Purpose

The Chinese access layer is selective by design. It prioritizes topics where Chinese readers are most likely to misunderstand U.S. healthcare institutions: FDA, Medicare, Medicaid, coding, coverage, reimbursement, hospital purchasing, payer evidence, and U.S. market entry.

Plain-English answer

The Chinese section should not mirror every English page. It should explain the pages where translation reduces real decision risk. The highest-value Chinese pages are the ones that prevent expensive mistakes: confusing FDA authorization with hospital adoption, coding with payment, Medicare with Medicaid, coverage with reimbursement, U.S. commercial insurance with Chinese basic medical insurance, or physician interest with hospital purchasing approval. Those errors change budgets, timelines, evidence plans, and partner choices.

Selection logic

A full Chinese mirror would create duplicated maintenance work and could become inaccurate quickly. A selective layer is more useful because U.S. healthcare has many terms that are not intuitive to Chinese executives, investors, and product teams. The site should translate institutions only where translation improves judgment. That means prioritizing payment, regulation, coding, hospital purchasing, payer evidence, privacy, liability, and market-entry sequencing over broad general pages that Chinese readers can already understand from English or existing summaries.

The layer should also serve bilingual teams. A Chinese executive may need a short explanation of CPT or prior authorization before reading an English payer policy. A U.S. advisor may need to see which English terms are intentionally preserved in Chinese because replacing them would create false equivalence. The policy therefore treats translation as decision support, not localization decoration.

Priority topics

Chinese-page priorityReasonSource basis
FDA pathwaysChinese companies often treat clearance or approval as the main U.S. gate.FDA Device Advice and product-center guidance.
Coding, coverage, reimbursementThe three terms are often collapsed into one idea of "payment."CMS medical technology guidance, payer policies, Medicare coverage sources.
Medicare and MedicaidThey are distinct programs with different populations and federal/state roles.CMS, Medicaid.gov, MedPAC, MACPAC.
Hospital purchasingClinical interest does not equal purchase authorization.Value-analysis and provider procurement sources.
U.S. market entryMarket access depends on evidence, payment, support, liability, privacy, and trust.FDA, CMS, payer, provider, and commercial diligence sources.

Maintenance

Chinese access pages should be checked when U.S. payment rules, FDA guidance, CMS coding processes, Medicaid policy, privacy rules, or hospital purchasing dynamics change. They should also be checked when an English page changes the underlying concept. The Chinese page does not need to translate every sentence; it needs to preserve the decision logic. If the English page adds a new source distinction, the Chinese page should add the equivalent explanation in plain Chinese.
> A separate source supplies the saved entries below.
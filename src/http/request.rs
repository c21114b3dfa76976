//! Request translation: inbound HTTP request → internal request message.
//!
//! # Responsibilities
//! - Iterate all request headers exactly once
//! - Populate identity fields from private headers instead of forwarding them
//! - Interpret HTTP-semantic headers (trust, HTTPS, user IP, trace, deadline)
//! - Forward every other header verbatim, original order preserved
//! - Rebuild the absolute URL and classify background requests
//!
//! # Design Decisions
//! - The body is fully buffered before translation; no streaming
//! - Trace-context parse failures are logged and ignored; profiler parse
//!   failures are fatal for the request
//! - The admin-check-skip marker is appended at most once (insert-if-absent)

use std::net::SocketAddr;

use axum::body::Bytes;
use axum::http::{header, request::Parts};
use thiserror::Error;

use crate::config::schema::AppConfig;
use crate::http::headers;
use crate::protocol::{InternalRequest, ProfilerParseError, ProfilerSettings, RequestType, TraceContext};

/// Fatal local translation errors. Each one aborts only the current request
/// and is rendered as the standard error page by the top-level handler.
#[derive(Debug, Error)]
pub enum TranslateError {
    #[error("failed to read request body: {0}")]
    BodyRead(String),
    #[error("invalid X-AppEngine-Gaia-Id value {0:?}")]
    BadGaiaId(String),
    #[error("invalid X-Google-Internal-Profiler header")]
    Profiler(#[from] ProfilerParseError),
}

/// Translates inbound HTTP requests into [`InternalRequest`] messages.
///
/// Holds the configured app identity that seeds every message; one instance
/// is shared by all request-handling tasks and is never mutated.
#[derive(Debug)]
pub struct RequestTranslator {
    app: AppConfig,
}

impl RequestTranslator {
    pub fn new(app: AppConfig) -> Self {
        Self { app }
    }

    /// Build the internal request for one inbound HTTP request.
    ///
    /// `remote_addr` is the socket peer; the effective user IP may be
    /// overridden by the user-IP header.
    pub fn translate(
        &self,
        parts: &Parts,
        remote_addr: SocketAddr,
        body: Bytes,
    ) -> Result<InternalRequest, TranslateError> {
        let mut req = InternalRequest {
            app_id: self.app.app_id.clone(),
            service_id: self.app.service_id.clone(),
            version_id: self.app.version_id.clone(),
            default_version_hostname: self.app.default_version_hostname.clone(),
            security_ticket: self.app.security_ticket.clone(),
            user_ip: remote_addr.ip().to_string(),
            method: parts.method.to_string(),
            body: body.to_vec(),
            ..Default::default()
        };

        let mut skip_admin_check = false;

        for (name, value) in parts.headers.iter() {
            let name = name.as_str();
            let value = String::from_utf8_lossy(value.as_bytes()).into_owned();

            match name {
                headers::API_TICKET => req.security_ticket = value,
                headers::USER_EMAIL => req.email = value,
                headers::USER_NICKNAME => req.nickname = value,
                headers::USER_IS_ADMIN => req.is_admin = value == headers::ADMIN_SENTINEL,
                headers::AUTH_DOMAIN => req.auth_domain = value,
                headers::USER_ORGANIZATION => req.user_organization = value,
                headers::LOAS_PEER_USERNAME => req.peer_username = value,
                headers::GAIA_ID => {
                    req.gaia_id = value
                        .trim()
                        .parse::<i64>()
                        .map_err(|_| TranslateError::BadGaiaId(value.clone()))?;
                }
                headers::GAIA_AUTHUSER => req.gaia_authuser = value,
                headers::GAIA_SESSION => req.gaia_session = value,
                headers::APPSERVER_DATACENTER => req.appserver_datacenter = value,
                headers::APPSERVER_TASK_BNS => req.appserver_task_bns = value,
                headers::DEFAULT_VERSION_HOSTNAME => req.default_version_hostname = value,
                headers::REQUEST_LOG_ID => req.request_log_id = value,
                headers::TRUSTED_IP_REQUEST => {
                    // Presence means the request came through a trusted
                    // internal channel; the sentinel value asserts a trusted
                    // user on top of that.
                    req.is_trusted = value == headers::TRUSTED_USER_SENTINEL;
                    req.is_trusted_app = true;
                }
                headers::HTTPS => {
                    if value.eq_ignore_ascii_case(headers::HTTPS_ON) {
                        req.is_https = true;
                    }
                }
                headers::FORWARDED_PROTO => {
                    if value.eq_ignore_ascii_case(headers::PROTO_HTTPS) {
                        req.is_https = true;
                    }
                }
                headers::USER_IP => req.user_ip = value,
                headers::CLOUD_TRACE_CONTEXT => match TraceContext::parse(&value) {
                    Ok(ctx) => req.trace_context = Some(ctx),
                    Err(e) => {
                        tracing::warn!(value = %value, error = %e, "Ignoring unparseable trace context");
                    }
                },
                headers::SKIP_ADMIN_CHECK => skip_admin_check = true,
                headers::QUEUE_NAME => {
                    // Cron/task-queue requests bypass admin-only URL checks
                    // and run offline. Task handlers read the queue name, so
                    // the header is also forwarded.
                    skip_admin_check = true;
                    req.is_offline = true;
                    req.headers.push((name.to_string(), value));
                }
                headers::PROFILER => {
                    req.profiler_settings = Some(ProfilerSettings::parse(&value)?);
                }
                _ => req.headers.push((name.to_string(), value)),
            }
        }

        if skip_admin_check {
            req.skip_admin_check = true;
            // Insert-if-absent: exactly one marker occurrence no matter how
            // many triggers fired.
            if req.header(headers::SKIP_ADMIN_CHECK).is_none() {
                req.headers.push((
                    headers::SKIP_ADMIN_CHECK.to_string(),
                    headers::SKIP_ADMIN_CHECK_VALUE.to_string(),
                ));
            }
        }

        let scheme = if req.is_https { "https" } else { "http" };
        let host = parts
            .headers
            .get(header::HOST)
            .and_then(|v| v.to_str().ok())
            .unwrap_or(&self.app.default_version_hostname);
        let path_and_query = parts
            .uri
            .path_and_query()
            .map(|pq| pq.as_str())
            .unwrap_or("/");
        req.url = format!("{scheme}://{host}{path_and_query}");

        if parts.uri.path() == headers::BACKGROUND_PATH && req.user_ip == headers::BACKGROUND_IP {
            req.request_type = RequestType::Background;
        }

        Ok(req)
    }
}
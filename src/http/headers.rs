//! Recognized inbound header names and sentinel values.
//!
//! All names are lowercase; the `http` crate normalizes header names on
//! parse, so comparing against these constants is a case-insensitive match.
//!
//! Private identity headers populate a dedicated `InternalRequest` field and
//! are never forwarded. HTTP-semantic headers are interpreted; most are
//! consumed, but the queue-name and timeout headers are also forwarded so
//! task handlers and the deadline extractor can read them.

// Private identity headers.
pub const API_TICKET: &str = "x-appengine-api-ticket";
pub const USER_EMAIL: &str = "x-appengine-user-email";
pub const USER_NICKNAME: &str = "x-appengine-user-nickname";
pub const USER_IS_ADMIN: &str = "x-appengine-user-is-admin";
pub const AUTH_DOMAIN: &str = "x-appengine-auth-domain";
pub const USER_ORGANIZATION: &str = "x-appengine-user-organization";
pub const LOAS_PEER_USERNAME: &str = "x-appengine-loas-peer-username";
pub const GAIA_ID: &str = "x-appengine-gaia-id";
pub const GAIA_AUTHUSER: &str = "x-appengine-gaia-authuser";
pub const GAIA_SESSION: &str = "x-appengine-gaia-session";
pub const APPSERVER_DATACENTER: &str = "x-appengine-appserver-datacenter";
pub const APPSERVER_TASK_BNS: &str = "x-appengine-appserver-task-bns";
pub const DEFAULT_VERSION_HOSTNAME: &str = "x-appengine-default-version-hostname";
pub const REQUEST_LOG_ID: &str = "x-appengine-request-log-id";

// HTTP-semantic headers.
pub const TRUSTED_IP_REQUEST: &str = "x-appengine-trusted-ip-request";
pub const HTTPS: &str = "x-appengine-https";
pub const FORWARDED_PROTO: &str = "x-forwarded-proto";
pub const USER_IP: &str = "x-appengine-user-ip";
pub const CLOUD_TRACE_CONTEXT: &str = "x-cloud-trace-context";
pub const SKIP_ADMIN_CHECK: &str = "x-google-internal-skipadmincheck";
pub const QUEUE_NAME: &str = "x-appengine-queuename";
pub const PROFILER: &str = "x-google-internal-profiler";
pub const TIMEOUT_MS: &str = "x-appengine-timeout-ms";

// Sentinel values.
pub const ADMIN_SENTINEL: &str = "1";
pub const TRUSTED_USER_SENTINEL: &str = "1";
pub const HTTPS_ON: &str = "on";
pub const PROTO_HTTPS: &str = "https";
pub const SKIP_ADMIN_CHECK_VALUE: &str = "true";

// Background request classification.
pub const BACKGROUND_PATH: &str = "/_ah/background";
pub const BACKGROUND_IP: &str = "0.1.0.3";
//! Configuration schema definitions.
//!
//! This module defines the complete configuration structure for the gateway.
//! All types derive Serde traits for deserialization from config files.

use serde::{Deserialize, Serialize};

/// Root configuration for the runtime gateway.
#[derive(Debug, Clone, Deserialize, Serialize, Default)]
#[serde(default)]
pub struct GatewayConfig {
    /// Listener configuration (bind address).
    pub listener: ListenerConfig,

    /// App identity seeded into every internal request.
    pub app: AppConfig,

    /// Runtime backend endpoint.
    pub runtime: RuntimeConfig,

    /// Request limits.
    pub limits: LimitsConfig,

    /// Observability settings.
    pub observability: ObservabilityConfig,
}

/// Listener configuration.
#[derive(Debug, Clone, Deserialize, Serialize)]
#[serde(default)]
pub struct ListenerConfig {
    /// Bind address (e.g., "127.0.0.1:8080").
    pub bind_address: String,
}

impl Default for ListenerConfig {
    fn default() -> Self {
        Self {
            bind_address: "127.0.0.1:8080".to_string(),
        }
    }
}

/// App identity for the application served by the runtime.
///
/// These values seed every internal request; the corresponding private
/// headers override the ticket and the default-version hostname per request.
#[derive(Debug, Clone, Deserialize, Serialize)]
#[serde(default)]
pub struct AppConfig {
    /// Application identifier.
    pub app_id: String,

    /// Service (module) identifier.
    pub service_id: String,

    /// Version identifier.
    pub version_id: String,

    /// Hostname of the default version, used when the request carries no
    /// Host header.
    pub default_version_hostname: String,

    /// Development security ticket used when no ticket header arrives.
    pub security_ticket: String,
}

impl Default for AppConfig {
    fn default() -> Self {
        Self {
            app_id: "myapp".to_string(),
            service_id: "default".to_string(),
            version_id: "1".to_string(),
            default_version_hostname: "localhost:8080".to_string(),
            security_ticket: "secretkey".to_string(),
        }
    }
}

/// Runtime backend endpoint configuration.
#[derive(Debug, Clone, Deserialize, Serialize)]
#[serde(default)]
pub struct RuntimeConfig {
    /// URL of the runtime's evaluation endpoint.
    pub evaluate_url: String,

    /// Connection establishment timeout in seconds.
    pub connect_timeout_secs: u64,
}

impl Default for RuntimeConfig {
    fn default() -> Self {
        Self {
            evaluate_url: "http://127.0.0.1:8089/evaluate".to_string(),
            connect_timeout_secs: 5,
        }
    }
}

/// Request limits.
#[derive(Debug, Clone, Deserialize, Serialize)]
#[serde(default)]
pub struct LimitsConfig {
    /// Maximum buffered request body size in bytes.
    pub max_body_bytes: usize,
}

impl Default for LimitsConfig {
    fn default() -> Self {
        Self {
            max_body_bytes: 32 * 1024 * 1024,
        }
    }
}

/// Observability configuration.
#[derive(Debug, Clone, Deserialize, Serialize)]
#[serde(default)]
pub struct ObservabilityConfig {
    /// Log level (trace, debug, info, warn, error).
    pub log_level: String,

    /// Emit JSON log lines instead of the human-readable format.
    pub log_json: bool,

    /// Enable the Prometheus metrics endpoint.
    pub metrics_enabled: bool,

    /// Metrics endpoint bind address.
    pub metrics_address: String,
}

impl Default for ObservabilityConfig {
    fn default() -> Self {
        Self {
            log_level: "info".to_string(),
            log_json: false,
            metrics_enabled: false,
            metrics_address: "127.0.0.1:9090".to_string(),
        }
    }
}
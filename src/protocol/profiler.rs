//! Profiler settings header parsing.
//!
//! The header value is a comma-separated list of `key: value` entries. The
//! gateway validates the shape and forwards the blob opaquely; interpreting
//! the settings belongs to the runtime. Unlike trace-context parsing, a
//! malformed profiler header is fatal for the request.

use serde::{Deserialize, Serialize};
use thiserror::Error;

/// Parsed profiler settings from the internal profiler header.
#[derive(Debug, Clone, PartialEq, Eq, Serialize, Deserialize)]
pub struct ProfilerSettings {
    /// Original header text, forwarded to the runtime unmodified.
    pub raw: String,
    /// Validated `(key, value)` entries in header order.
    pub entries: Vec<(String, String)>,
}

#[derive(Debug, Error, PartialEq, Eq)]
pub enum ProfilerParseError {
    #[error("empty profiler header")]
    Empty,
    #[error("malformed profiler entry {0:?}")]
    MalformedEntry(String),
}

impl ProfilerSettings {
    /// Parse a comma-separated `key: value` list.
    pub fn parse(value: &str) -> Result<Self, ProfilerParseError> {
        if value.trim().is_empty() {
            return Err(ProfilerParseError::Empty);
        }

        let mut entries = Vec::new();
        for entry in value.split(',') {
            let (key, val) = entry
                .split_once(':')
                .ok_or_else(|| ProfilerParseError::MalformedEntry(entry.trim().to_string()))?;
            let key = key.trim();
            if key.is_empty() {
                return Err(ProfilerParseError::MalformedEntry(entry.trim().to_string()));
            }
            entries.push((key.to_string(), val.trim().to_string()));
        }

        Ok(Self {
            raw: value.to_string(),
            entries,
        })
    }
}

#[cfg(test)]
mod tests {
    use super::*;

    #[test]
    fn parses_key_value_list() {
        let settings = ProfilerSettings::parse("cpu: enabled, wall: 250").unwrap();
        assert_eq!(settings.raw, "cpu: enabled, wall: 250");
        assert_eq!(
            settings.entries,
            vec![
                ("cpu".to_string(), "enabled".to_string()),
                ("wall".to_string(), "250".to_string()),
            ]
        );
    }

    #[test]
    fn rejects_empty_header() {
        assert_eq!(
            ProfilerSettings::parse("   "),
            Err(ProfilerParseError::Empty)
        );
    }

    #[test]
    fn rejects_entry_without_separator() {
        assert_eq!(
            ProfilerSettings::parse("cpu: on, garbage"),
            Err(ProfilerParseError::MalformedEntry("garbage".to_string()))
        );
    }

    #[test]
    fn rejects_empty_key() {
        assert_eq!(
            ProfilerSettings::parse(": on"),
            Err(ProfilerParseError::MalformedEntry(": on".to_string()))
        );
    }
}
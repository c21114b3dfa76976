//! A minimal runtime backend for local experiments.
//!
//! Answers every evaluation call with a plain-text response echoing the
//! identity fields the gateway extracted. Point a gateway at it with
//! `runtime.evaluate_url = "http://127.0.0.1:8089/evaluate"`.

use axum::{routing::post, Json, Router};
use std::net::SocketAddr;

use runtime_gateway::protocol::{EvaluateCall, EvaluateReply, InternalResponse};

async fn evaluate(Json(call): Json<EvaluateCall>) -> Json<EvaluateReply> {
    let req = &call.request;
    let body = format!(
        "call={} app={} service={} version={} method={} url={}\n\
         user_ip={} email={:?} admin={} offline={} type={:?}\n",
        call.call_id,
        req.app_id,
        req.service_id,
        req.version_id,
        req.method,
        req.url,
        req.user_ip,
        req.email,
        req.is_admin,
        req.is_offline,
        req.request_type,
    );
    let response = InternalResponse::ok(
        200,
        vec![("content-type".to_string(), "text/plain".to_string())],
        body.into_bytes(),
    );
    Json(EvaluateReply::Response(response))
}

#[tokio::main]
async fn main() {
    let app = Router::new().route("/evaluate", post(evaluate));

    let addr = SocketAddr::from(([127, 0, 0, 1], 8089));
    println!("Mock runtime listening on http://{}", addr);

    let listener = tokio::net::TcpListener::bind(addr).await.unwrap();
    axum::serve(listener, app).await.unwrap();
}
The selection threshold should stay high. A Chinese page is justified when it prevents a likely misunderstanding, supports a cross-border business decision, or explains a U.S. institution that has no clean Chinese equivalent. Pages should be retired, consolidated, or redirected if they become thin duplicates. The goal is a usable Chinese reader layer, not a second site that silently drifts away from the English reference library.